High-frame-rate (HFR) content¶
For high-frame-rate (HFR) content, VMAF v1 provides _hfr model variants under model/vmaf_v1.0.16_hfr/. The model-selection logic above carries over identically — just substitute the _hfr directory and filename.
In the context of these models, HFR refers to frame rates roughly double the common 24/30 fps cases (e.g., 60 fps); the _hfr variants are calibrated for the ~50/60 fps regime ("HFR" can refer to higher frame rates in some applications). Compared to the standard models, they use a wider, five-frame temporal motion window (differencing over frames i-2, i, i+2) with moving-average smoothing, which reduces the quality under-prediction that v0 showed at higher frame rates without inflating scores from the denser inter-frame signal.
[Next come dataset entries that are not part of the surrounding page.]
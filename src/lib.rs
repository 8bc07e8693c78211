/// The character classes and length a password is generated from.
pub mod options;
/// Builds the alphabet for a set of options and samples passwords from it.
pub mod password_generator;
/// Heuristic strength score and the four level classification.
pub mod strength;
/// The state and events of one password generator, independent of how it's rendered.
pub mod widget;
pub mod clipboard;
/// Reading and saving the default options.
pub mod settings;

pub mod error;

pub use error::{Error, Result};

#[cfg(test)]
#[path = "tests/test_helpers.rs"]
mod test_helpers;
HFR handling remains an area of active improvement — the current variants don't fully capture the perceptual impact of high frame rates, and Netflix expects to refine it in future releases.
Fork status (VMAFX-specific)¶
The four SDR (non-HFR) v1.0.16 models — vmaf_v1.0.16_3d0h, vmaf_v1.0.16_3d0h_2160, vmaf_v1.0.16_5d0h, and vmaf_v1.0.16_1d5h_2160 — are fully supported on the fork's CPU path and score correctly (the 1080p 3H model reproduces the upstream golden VMAF of 82.816059 on the Netflix src01 reference pair).
The four _hfr variants embed and register, but cannot yet be scored on this fork. They require motion_five_frame_window=true + motion_moving_average=true on the motion feature, and the prev_prev_ref 5-frame plumbing that this mode needs is not yet implemented — see ADR-0337. Attempting to run an _hfr model currently fails with:
The HFR models are shipped now so that the model data is in place; enabling them is tracked as follow-up work (see docs/state.md, T-UPSTREAM-V1.0.16-MODELS-2026-06-20).
GPU and SIMD acceleration (fork-specific)¶
The supported (non-HFR) v1 models run on the fork's CUDA and SYCL backends and on AVX2 / AVX-512 / NEON SIMD, subject to the usual caveat that only the CPU scalar fixed-point path is the archival reference the Netflix golden-data checkpoints assert against. See overview.md for the full backend-parity discussion.